§ Work instructions: Say how many lines in the records hold the word "client", and give nothing but that number.

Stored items
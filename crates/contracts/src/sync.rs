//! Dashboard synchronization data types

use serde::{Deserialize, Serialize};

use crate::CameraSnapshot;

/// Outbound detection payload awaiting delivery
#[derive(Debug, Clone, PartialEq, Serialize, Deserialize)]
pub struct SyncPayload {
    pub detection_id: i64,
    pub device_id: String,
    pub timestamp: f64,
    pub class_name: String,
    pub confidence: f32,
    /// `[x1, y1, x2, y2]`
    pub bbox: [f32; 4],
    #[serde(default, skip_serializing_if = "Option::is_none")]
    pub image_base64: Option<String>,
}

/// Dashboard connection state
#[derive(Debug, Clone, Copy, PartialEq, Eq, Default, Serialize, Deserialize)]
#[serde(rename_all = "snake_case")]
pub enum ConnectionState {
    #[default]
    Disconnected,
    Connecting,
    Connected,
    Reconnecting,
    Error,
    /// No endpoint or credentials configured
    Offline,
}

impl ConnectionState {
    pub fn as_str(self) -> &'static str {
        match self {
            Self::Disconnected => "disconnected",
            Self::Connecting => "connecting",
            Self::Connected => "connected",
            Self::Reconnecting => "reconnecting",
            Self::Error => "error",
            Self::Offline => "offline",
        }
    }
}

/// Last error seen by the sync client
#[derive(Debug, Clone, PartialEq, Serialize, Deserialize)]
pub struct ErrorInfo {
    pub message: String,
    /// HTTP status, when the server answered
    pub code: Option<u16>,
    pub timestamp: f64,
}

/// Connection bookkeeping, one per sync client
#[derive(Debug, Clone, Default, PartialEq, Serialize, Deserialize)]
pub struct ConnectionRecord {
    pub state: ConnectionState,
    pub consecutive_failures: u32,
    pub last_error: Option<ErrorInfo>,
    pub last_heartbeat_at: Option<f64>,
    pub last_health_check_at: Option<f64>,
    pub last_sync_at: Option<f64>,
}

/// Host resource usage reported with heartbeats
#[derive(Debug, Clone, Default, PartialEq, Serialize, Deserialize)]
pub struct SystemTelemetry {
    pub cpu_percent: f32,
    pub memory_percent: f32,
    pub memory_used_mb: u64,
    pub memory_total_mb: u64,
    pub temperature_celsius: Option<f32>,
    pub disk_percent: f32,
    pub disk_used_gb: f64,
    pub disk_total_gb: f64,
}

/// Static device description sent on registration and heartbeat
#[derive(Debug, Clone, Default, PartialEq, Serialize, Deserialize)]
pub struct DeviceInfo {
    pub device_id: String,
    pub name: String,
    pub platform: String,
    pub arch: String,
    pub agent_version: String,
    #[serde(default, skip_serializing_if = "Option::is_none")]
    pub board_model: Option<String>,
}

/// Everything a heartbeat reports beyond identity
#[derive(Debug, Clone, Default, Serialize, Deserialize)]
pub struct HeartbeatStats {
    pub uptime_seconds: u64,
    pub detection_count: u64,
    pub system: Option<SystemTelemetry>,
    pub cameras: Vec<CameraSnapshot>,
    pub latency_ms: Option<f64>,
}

§ Output of the task: 2